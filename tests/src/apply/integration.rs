#![cfg(test)]
use std::cell::{Cell, RefCell};
use std::net::Ipv4Addr;

use rangr_common::network::adapter::Adapter;
use rangr_common::network::addr;
use rangr_common::network::plan::{AddressPlan, DnsServers};
use rangr_common::network::range::Ipv4Range;
use rangr_core::apply;
use rangr_core::configurator::{AdapterConfigurator, AdapterState};

/// Behaves like a tiny OS network stack: `clear` wipes it, `assign`
/// accumulates, `current` reads it back.
#[derive(Default)]
struct InMemoryDriver {
    refuse: Vec<Ipv4Addr>,
    state: RefCell<AdapterState>,
    gateways: RefCell<Vec<Ipv4Addr>>,
    cleared: Cell<u32>,
}

impl AdapterConfigurator for InMemoryDriver {
    fn clear(&self, _adapter: &Adapter) -> anyhow::Result<()> {
        *self.state.borrow_mut() = AdapterState::default();
        self.cleared.set(self.cleared.get() + 1);
        Ok(())
    }

    fn assign(
        &self,
        _adapter: &Adapter,
        addr: Ipv4Addr,
        prefix_len: u8,
        gateway: Option<Ipv4Addr>,
    ) -> anyhow::Result<()> {
        if self.refuse.contains(&addr) {
            anyhow::bail!("the object already exists");
        }
        self.state.borrow_mut().addresses.push((addr, prefix_len));
        if let Some(gateway) = gateway {
            self.gateways.borrow_mut().push(gateway);
        }
        Ok(())
    }

    fn set_dns(&self, _adapter: &Adapter, servers: &DnsServers) -> anyhow::Result<()> {
        self.state.borrow_mut().dns_servers = servers.as_vec();
        Ok(())
    }

    fn current(&self, _adapter: &Adapter) -> anyhow::Result<AdapterState> {
        Ok(self.state.borrow().clone())
    }
}

fn test_adapter() -> Adapter {
    Adapter {
        index: 12,
        name: "eth0".to_string(),
        description: "Ethernet".to_string(),
        mac: None,
        ips: Vec::new(),
    }
}

/// Builds the range and plan the way the interactive collector does: from
/// operator-typed text, validated up front.
fn collect(
    start: &str,
    end: &str,
    prefix_len: u8,
    gateway: Option<&str>,
    primary: &str,
    secondary: Option<&str>,
) -> anyhow::Result<(Ipv4Range, AddressPlan)> {
    let range = Ipv4Range::new(addr::parse(start)?, addr::parse(end)?)?;
    let gateway = gateway.map(addr::parse).transpose()?;
    let dns = DnsServers {
        primary: addr::parse(primary)?,
        secondary: secondary.map(addr::parse).transpose()?,
    };
    Ok((range, AddressPlan::new(prefix_len, gateway, dns)?))
}

#[test]
fn whole_pipeline_lands_in_the_driver_state() {
    let driver = InMemoryDriver::default();
    let adapter = test_adapter();
    let (range, plan) = collect(
        "10.103.35.100",
        "10.103.35.103",
        24,
        Some("10.103.35.1"),
        "10.103.1.10",
        Some("10.103.1.11"),
    )
    .unwrap();

    driver.clear(&adapter).unwrap();
    let report = apply::assign_range(&driver, &adapter, &range, &plan, None);

    assert_eq!(report.assigned, 4);
    assert!(report.all_assigned());
    assert!(report.dns_error.is_none());

    let state = driver.current(&adapter).unwrap();
    let listed: Vec<String> = state
        .addresses
        .iter()
        .map(|(addr, prefix_len)| format!("{addr}/{prefix_len}"))
        .collect();
    assert_eq!(
        listed,
        [
            "10.103.35.100/24",
            "10.103.35.101/24",
            "10.103.35.102/24",
            "10.103.35.103/24",
        ]
    );

    // the gateway landed exactly once, with the first address
    assert_eq!(*driver.gateways.borrow(), ["10.103.35.1".parse::<Ipv4Addr>().unwrap()]);
    assert_eq!(
        state.dns_servers,
        [
            "10.103.1.10".parse::<Ipv4Addr>().unwrap(),
            "10.103.1.11".parse().unwrap(),
        ]
    );
    assert_eq!(driver.cleared.get(), 1);
}

#[test]
fn refused_address_leaves_the_rest_configured() {
    let driver = InMemoryDriver {
        refuse: vec!["10.103.35.101".parse().unwrap()],
        ..Default::default()
    };
    let adapter = test_adapter();
    let (range, plan) = collect(
        "10.103.35.100",
        "10.103.35.103",
        24,
        None,
        "10.103.1.10",
        None,
    )
    .unwrap();

    let report = apply::assign_range(&driver, &adapter, &range, &plan, None);

    assert_eq!(report.assigned, 3);
    assert_eq!(report.failures.len(), 1);
    assert_eq!(report.assigned + report.failures.len() as u64, range.len());

    let state = driver.current(&adapter).unwrap();
    let assigned: Vec<Ipv4Addr> = state.addresses.iter().map(|(addr, _)| *addr).collect();
    assert_eq!(
        assigned,
        [
            "10.103.35.100".parse::<Ipv4Addr>().unwrap(),
            "10.103.35.102".parse().unwrap(),
            "10.103.35.103".parse().unwrap(),
        ]
    );
}

#[test]
fn operator_typed_text_is_validated_before_anything_runs() {
    // inverted endpoints never reach the driver
    assert!(collect("10.0.0.5", "10.0.0.1", 24, None, "1.1.1.1", None).is_err());
    // and neither does a malformed gateway
    assert!(collect("10.0.0.1", "10.0.0.5", 24, Some("not-a-gateway"), "1.1.1.1", None).is_err());
}
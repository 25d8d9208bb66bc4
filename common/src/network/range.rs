use std::fmt;
use std::net::Ipv4Addr;

use thiserror::Error;

/// Raised when a range is requested with its endpoints inverted.
#[derive(Debug, Error, PartialEq, Eq)]
#[error("start address {start} is above end address {end}")]
pub struct RangeError {
    pub start: Ipv4Addr,
    pub end: Ipv4Addr,
}

/// An inclusive, ascending span of IPv4 addresses.
///
/// Construction enforces start <= end, so a range always holds at least
/// one address.
#[derive(Debug, Clone, Copy, PartialEq, Eq, Hash)]
pub struct Ipv4Range {
    pub start_addr: Ipv4Addr,
    pub end_addr: Ipv4Addr,
}

impl Ipv4Range {
    pub fn new(start_addr: Ipv4Addr, end_addr: Ipv4Addr) -> Result<Self, RangeError> {
        if u32::from(start_addr) > u32::from(end_addr) {
            return Err(RangeError {
                start: start_addr,
                end: end_addr,
            });
        }
        Ok(Self {
            start_addr,
            end_addr,
        })
    }

    /// Number of addresses covered, both endpoints included.
    ///
    /// Held in a u64 because the full 32-bit space is one past `u32::MAX`.
    pub fn len(&self) -> u64 {
        u64::from(u32::from(self.end_addr)) - u64::from(u32::from(self.start_addr)) + 1
    }

    /// Walks every address from start to end in ascending order.
    pub fn iter(&self) -> impl Iterator<Item = Ipv4Addr> {
        let start: u32 = self.start_addr.into();
        let end: u32 = self.end_addr.into();
        (start..=end).map(Ipv4Addr::from)
    }
}

impl fmt::Display for Ipv4Range {
    fn fmt(&self, f: &mut fmt::Formatter<'_>) -> fmt::Result {
        write!(f, "{}-{}", self.start_addr, self.end_addr)
    }
}
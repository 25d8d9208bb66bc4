//! Sequential batch assignment of an address range to one adapter.

use std::net::Ipv4Addr;

use rangr_common::network::adapter::Adapter;
use rangr_common::network::plan::AddressPlan;
use rangr_common::network::range::Ipv4Range;
use tracing::{error, warn};

use crate::configurator::AdapterConfigurator;

/// A single address the OS refused, with the driver's reason.
#[derive(Debug, Clone, PartialEq, Eq)]
pub struct AssignFailure {
    pub addr: Ipv4Addr,
    pub reason: String,
}

/// Tally of one batch run.
///
/// `assigned + failures.len()` always equals the range length.
#[derive(Debug, Default)]
pub struct ApplyReport {
    pub assigned: u64,
    pub failures: Vec<AssignFailure>,
    /// DNS is a single call with its own error channel; it neither counts
    /// against the address tally nor blocks it.
    pub dns_error: Option<String>,
}

impl ApplyReport {
    pub fn total(&self) -> u64 {
        self.assigned + self.failures.len() as u64
    }

    pub fn all_assigned(&self) -> bool {
        self.failures.is_empty()
    }
}

/// Walks the range in ascending order, binding every address to the adapter.
///
/// The first address carries the default gateway, and the DNS servers are
/// set once right after it; later addresses only extend the adapter's
/// address list. A refused address is recorded and the walk moves on, so
/// one bad assignment cannot strand the rest of the range. Nothing is
/// retried.
///
/// `on_step` fires after every attempt with the address and whether it
/// stuck, which is all a progress display needs.
pub fn assign_range(
    driver: &dyn AdapterConfigurator,
    adapter: &Adapter,
    range: &Ipv4Range,
    plan: &AddressPlan,
    on_step: Option<&dyn Fn(Ipv4Addr, bool)>,
) -> ApplyReport {
    let mut report = ApplyReport::default();

    for (position, addr) in range.iter().enumerate() {
        let first = position == 0;
        let gateway = if first { plan.gateway } else { None };

        let stuck = match driver.assign(adapter, addr, plan.prefix_len, gateway) {
            Ok(()) => {
                report.assigned += 1;
                true
            }
            Err(e) => {
                error!("Failed to assign {addr}: {e:#}");
                report.failures.push(AssignFailure {
                    addr,
                    reason: format!("{e:#}"),
                });
                false
            }
        };

        if first {
            if let Err(e) = driver.set_dns(adapter, &plan.dns) {
                warn!("Failed to set DNS servers: {e:#}");
                report.dns_error = Some(format!("{e:#}"));
            }
        }

        if let Some(step) = on_step {
            step(addr, stuck);
        }
    }

    report
}

// ╔════════════════════════════════════════════╗
// ║ ████████╗███████╗███████╗████████╗███████╗ ║
// ║ ╚══██╔══╝██╔════╝██╔════╝╚══██╔══╝██╔════╝ ║
// ║    ██║   █████╗  ███████╗   ██║   ███████╗ ║
// ║    ██║   ██╔══╝  ╚════██║   ██║   ╚════██║ ║
// ║    ██║   ███████╗███████║   ██║   ███████║ ║
// ║    ╚═╝   ╚══════╝╚══════╝   ╚═╝   ╚══════╝ ║
// ╚════════════════════════════════════════════╝
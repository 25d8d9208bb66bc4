//! The central **abstraction** for adapter configuration.
//!
//! Every OS mutation and query goes through [`AdapterConfigurator`], so the
//! codec, range and batch logic stay pure and testable without a real
//! network stack underneath.
//!
//! **Architectural Note:**
//! High-level modules should strictly depend on this abstraction rather than
//! a concrete binding; the [`crate::os`] module picks the platform driver
//! and nothing else needs to know which one it got.

use std::net::Ipv4Addr;

use rangr_common::network::adapter::Adapter;
use rangr_common::network::plan::DnsServers;

/// IPv4 state currently held by an adapter, as reported by the OS.
#[derive(Debug, Clone, Default, PartialEq, Eq)]
pub struct AdapterState {
    /// Address and prefix-length pairs.
    pub addresses: Vec<(Ipv4Addr, u8)>,
    pub dns_servers: Vec<Ipv4Addr>,
}

/// Driver for one adapter's IPv4 configuration.
pub trait AdapterConfigurator {
    /// Removes existing IPv4 addresses, default routes and DNS servers.
    ///
    /// Callers treat a failure here as non-fatal; assignment proceeds
    /// against whatever state the adapter is left in.
    fn clear(&self, adapter: &Adapter) -> anyhow::Result<()>;

    /// Binds one address; the default gateway rides along when given.
    fn assign(
        &self,
        adapter: &Adapter,
        addr: Ipv4Addr,
        prefix_len: u8,
        gateway: Option<Ipv4Addr>,
    ) -> anyhow::Result<()>;

    /// Replaces the adapter's DNS server list.
    fn set_dns(&self, adapter: &Adapter, servers: &DnsServers) -> anyhow::Result<()>;

    /// Reads back the adapter's IPv4 state for display.
    fn current(&self, adapter: &Adapter) -> anyhow::Result<AdapterState>;
}
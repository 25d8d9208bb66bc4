use colored::Color;

pub const PRIMARY: Color = Color::BrightGreen;
pub const ACCENT: Color = Color::BrightCyan;
pub const SEPARATOR: Color = Color::BrightBlack;
pub const TEXT_DEFAULT: Color = Color::White;
pub const IPV4_ADDR: Color = Color::BrightCyan;
pub const IPV4_PREFIX: Color = Color::Cyan;
pub const MAC_ADDR: Color = Color::BrightMagenta;
//! # Dotted-Quad Codec
//!
//! Conversion between the textual IPv4 form `"a.b.c.d"` and its packed
//! 32-bit integer, plus the validation the interactive prompts lean on.
//!
//! The integer form orders addresses the way an operator expects
//! (`10.0.0.9 < 10.0.0.10 < 10.0.1.0`), which is what makes contiguous
//! range enumeration a plain integer walk.

use std::net::Ipv4Addr;

use thiserror::Error;

/// Reasons a dotted-quad string is rejected.
#[derive(Debug, Error, PartialEq, Eq)]
pub enum AddrError {
    #[error("expected four dot-separated octets, found {0}")]
    OctetCount(usize),
    #[error("'{0}' is not a decimal number in 0-255")]
    BadOctet(String),
}

/// Parses dotted-quad text into an address.
///
/// Accepts plain decimal octets, including zero-padded forms such as
/// `"010.0.0.1"`; the padding disappears in the canonical `Display` form.
/// Signs, empty groups and anything non-decimal are rejected.
pub fn parse(text: &str) -> Result<Ipv4Addr, AddrError> {
    let groups: Vec<&str> = text.split('.').collect();
    if groups.len() != 4 {
        return Err(AddrError::OctetCount(groups.len()));
    }

    let mut octets = [0u8; 4];
    for (slot, group) in octets.iter_mut().zip(&groups) {
        *slot = parse_octet(group)?;
    }

    Ok(Ipv4Addr::from(octets))
}

fn parse_octet(group: &str) -> Result<u8, AddrError> {
    if group.is_empty() || !group.bytes().all(|b| b.is_ascii_digit()) {
        return Err(AddrError::BadOctet(group.to_string()));
    }
    group
        .parse::<u8>()
        .map_err(|_| AddrError::BadOctet(group.to_string()))
}

/// Whether `text` is a well-formed dotted quad.
pub fn validate(text: &str) -> bool {
    parse(text).is_ok()
}

/// Big-endian packing of the four octets.
pub fn to_u32(addr: Ipv4Addr) -> u32 {
    u32::from(addr)
}

/// Inverse of [`to_u32`]; defined for the whole 32-bit space.
pub fn from_u32(value: u32) -> Ipv4Addr {
    Ipv4Addr::from(value)
}
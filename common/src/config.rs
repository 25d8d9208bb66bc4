pub struct Config {
    /// Suppresses the startup banner.
    pub no_banner: bool,
}
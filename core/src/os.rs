//! Command-backed drivers for the platforms the tool knows how to drive.
//!
//! Each platform lives in its own module behind `cfg(target_os = ...)`;
//! [`system`] hands out the right one without leaking which it is.

use std::net::Ipv4Addr;

use crate::configurator::AdapterConfigurator;

#[cfg(target_os = "linux")]
mod linux;
#[cfg(target_os = "windows")]
mod windows;

/// The configuration driver for the running platform.
pub fn system() -> anyhow::Result<Box<dyn AdapterConfigurator>> {
    #[cfg(target_os = "windows")]
    return Ok(Box::new(windows::PowershellDriver));

    #[cfg(target_os = "linux")]
    return Ok(Box::new(linux::IpCommandDriver));

    #[cfg(not(any(target_os = "windows", target_os = "linux")))]
    anyhow::bail!("static IPv4 configuration is not supported on this platform")
}

/// Splits `"a.b.c.d/nn"` into its address and prefix length.
#[allow(dead_code)]
fn parse_addr_prefix(token: &str) -> Option<(Ipv4Addr, u8)> {
    let (addr, prefix_len) = token.split_once('/')?;
    Some((addr.parse().ok()?, prefix_len.parse().ok()?))
}

#[cfg(test)]
mod tests {
    use super::*;

    #[test]
    fn splits_address_and_prefix() {
        assert_eq!(
            parse_addr_prefix("10.103.35.100/24"),
            Some(("10.103.35.100".parse().unwrap(), 24))
        );
    }

    #[test]
    fn rejects_tokens_without_a_prefix() {
        assert_eq!(parse_addr_prefix("10.103.35.100"), None);
        assert_eq!(parse_addr_prefix("10.103.35.100/abc"), None);
        assert_eq!(parse_addr_prefix("fe80::1/64"), None);
    }
}
use rangr_common::network::adapter;

use crate::rprint;
use crate::terminal::format;

pub fn list() -> anyhow::Result<()> {
    let adapters = adapter::active_adapters()?;
    if adapters.is_empty() {
        anyhow::bail!("no active network adapters found");
    }

    for (idx, adapter) in adapters.iter().enumerate() {
        format::print_adapter(adapter, idx);
        if idx + 1 != adapters.len() {
            rprint!();
        }
    }
    Ok(())
}
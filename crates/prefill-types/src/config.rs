//! Configuration types for Prefill.
//!
//! `FileConfig` represents `config.toml`; every field has a default so a
//! missing or partial file is fine. `ChatConfig` is the validated
//! configuration a conversation loop is started with.

use serde::{Deserialize, Serialize};

use crate::chat::SpeakerRoster;
use crate::error::ChatError;

/// Model used when neither the config file nor the CLI names one.
pub const DEFAULT_MODEL: &str = "claude-sonnet-4-20250514";

/// Top-level contents of `config.toml`.
#[derive(Debug, Clone, Serialize, Deserialize)]
pub struct FileConfig {
    #[serde(default = "default_model")]
    pub model: String,

    /// Upper bound on generated tokens per reply.
    #[serde(default = "default_max_tokens")]
    pub max_tokens: u32,

    #[serde(default)]
    pub temperature: Option<f64>,

    /// System instruction sent with every request.
    #[serde(default)]
    pub system: Option<String>,

    /// Static reply prefix, used when no speakers are configured.
    #[serde(default)]
    pub prefix: Option<String>,

    /// Roleplay identities; one is picked per reply.
    #[serde(default)]
    pub speakers: Vec<String>,

    /// Override the completion service base URL.
    #[serde(default)]
    pub base_url: Option<String>,

    #[serde(default = "default_request_timeout_secs")]
    pub request_timeout_secs: u64,
}

fn default_model() -> String {
    DEFAULT_MODEL.to_string()
}

fn default_max_tokens() -> u32 {
    1024
}

fn default_request_timeout_secs() -> u64 {
    60
}

impl Default for FileConfig {
    fn default() -> Self {
        Self {
            model: default_model(),
            max_tokens: default_max_tokens(),
            temperature: None,
            system: None,
            prefix: None,
            speakers: Vec::new(),
            base_url: None,
            request_timeout_secs: default_request_timeout_secs(),
        }
    }
}

impl FileConfig {
    /// Build the validated chat configuration from these settings.
    pub fn to_chat_config(&self) -> Result<ChatConfig, ChatError> {
        let speakers = if self.speakers.is_empty() {
            None
        } else {
            Some(SpeakerRoster::new(self.speakers.iter().cloned())?)
        };

        let config = ChatConfig {
            model: self.model.clone(),
            max_response_tokens: self.max_tokens,
            temperature: self.temperature,
            system_instruction: self.system.clone().filter(|s| !s.trim().is_empty()),
            speakers,
            static_prefix: self.prefix.clone(),
        };
        config.validate()?;
        Ok(config)
    }
}

/// Configuration a conversation loop is started with.
#[derive(Debug, Clone, PartialEq, Serialize, Deserialize)]
pub struct ChatConfig {
    pub model: String,
    pub max_response_tokens: u32,
    #[serde(default)]
    pub temperature: Option<f64>,
    #[serde(default)]
    pub system_instruction: Option<String>,
    #[serde(default)]
    pub speakers: Option<SpeakerRoster>,
    /// Prefix used when `speakers` is `None`.
    #[serde(default)]
    pub static_prefix: Option<String>,
}

impl ChatConfig {
    pub fn new(model: impl Into<String>, max_response_tokens: u32) -> Self {
        Self {
            model: model.into(),
            max_response_tokens,
            temperature: None,
            system_instruction: None,
            speakers: None,
            static_prefix: None,
        }
    }

    pub fn with_system(mut self, system: impl Into<String>) -> Self {
        self.system_instruction = Some(system.into());
        self
    }

    pub fn with_speakers(mut self, speakers: SpeakerRoster) -> Self {
        self.speakers = Some(speakers);
        self
    }

    pub fn with_static_prefix(mut self, prefix: impl Into<String>) -> Self {
        self.static_prefix = Some(prefix.into());
        self
    }

    pub fn validate(&self) -> Result<(), ChatError> {
        if self.model.trim().is_empty() {
            return Err(ChatError::Config("model must not be empty".to_string()));
        }
        if self.max_response_tokens == 0 {
            return Err(ChatError::Config(
                "max_response_tokens must be positive".to_string(),
            ));
        }
        if let Some(t) = self.temperature {
            if !(0.0..=1.0).contains(&t) {
                return Err(ChatError::Config(format!(
                    "temperature must be between 0.0 and 1.0, got {t}"
                )));
            }
        }
        Ok(())
    }
}
//! Configuration loader for Prefill.
//!
//! Reads `config.toml` from the config directory (`~/.prefill/` by default)
//! and deserializes it into [`FileConfig`]. Falls back to defaults when the
//! file is missing or malformed.

use std::path::{Path, PathBuf};

use prefill_types::config::FileConfig;

/// Environment variable overriding the config directory.
pub const CONFIG_DIR_ENV: &str = "PREFILL_CONFIG_DIR";

/// Name of the config file inside the config directory.
pub const CONFIG_FILE: &str = "config.toml";

/// Resolve the config directory.
///
/// Priority:
/// 1. `PREFILL_CONFIG_DIR` environment variable
/// 2. `~/.prefill`
/// 3. `.prefill` in the current directory
pub fn resolve_config_dir() -> PathBuf {
    if let Ok(dir) = std::env::var(CONFIG_DIR_ENV) {
        return PathBuf::from(dir);
    }

    if let Some(home) = dirs::home_dir() {
        return home.join(".prefill");
    }

    PathBuf::from(".prefill")
}

/// Load configuration from `{config_dir}/config.toml`.
///
/// - If the file does not exist, returns [`FileConfig::default()`].
/// - If the file exists but fails to parse, logs a warning and returns the default.
/// - Otherwise returns the parsed config.
pub async fn load_config(config_dir: &Path) -> FileConfig {
    let config_path = config_dir.join(CONFIG_FILE);

    let content = match tokio::fs::read_to_string(&config_path).await {
        Ok(content) => content,
        Err(err) if err.kind() == std::io::ErrorKind::NotFound => {
            tracing::debug!("No config.toml found at {}, using defaults", config_path.display());
            return FileConfig::default();
        }
        Err(err) => {
            tracing::warn!("Failed to read {}: {err}, using defaults", config_path.display());
            return FileConfig::default();
        }
    };

    match toml::from_str::<FileConfig>(&content) {
        Ok(config) => config,
        Err(err) => {
            tracing::warn!(
                "Failed to parse {}: {err}, using defaults",
                config_path.display()
            );
            FileConfig::default()
        }
    }
}
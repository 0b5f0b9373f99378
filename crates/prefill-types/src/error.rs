use thiserror::Error;

use crate::llm::LlmError;

/// Errors surfaced by the conversation loop and the one-shot ask.
///
/// None of these end a chat session; the loop reports them and keeps
/// awaiting input. `Config` is only raised before a session starts.
#[derive(Debug, Error)]
pub enum ChatError {
    #[error("completion service error: {0}")]
    Service(#[from] LlmError),

    #[error("response does not start with prefix '{prefix}'")]
    ContractViolation { prefix: String, response: String },

    #[error("invalid input: {0}")]
    Input(String),

    #[error("invalid configuration: {0}")]
    Config(String),
}

#[cfg(test)]
mod tests {
    use super::*;

    #[test]
    fn test_contract_violation_display() {
        let err = ChatError::ContractViolation {
            prefix: "X: ".to_string(),
            response: "hello".to_string(),
        };
        assert_eq!(err.to_string(), "response does not start with prefix 'X: '");
    }

    #[test]
    fn test_service_error_from_llm_error() {
        let err: ChatError = LlmError::Timeout.into();
        assert!(matches!(err, ChatError::Service(LlmError::Timeout)));
        assert!(err.to_string().contains("timed out"));
    }
}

◆ **The problem**
Go through the listing and work out how many lines include the string "decimal". Give only the number.

◆ **Exercise answer**
3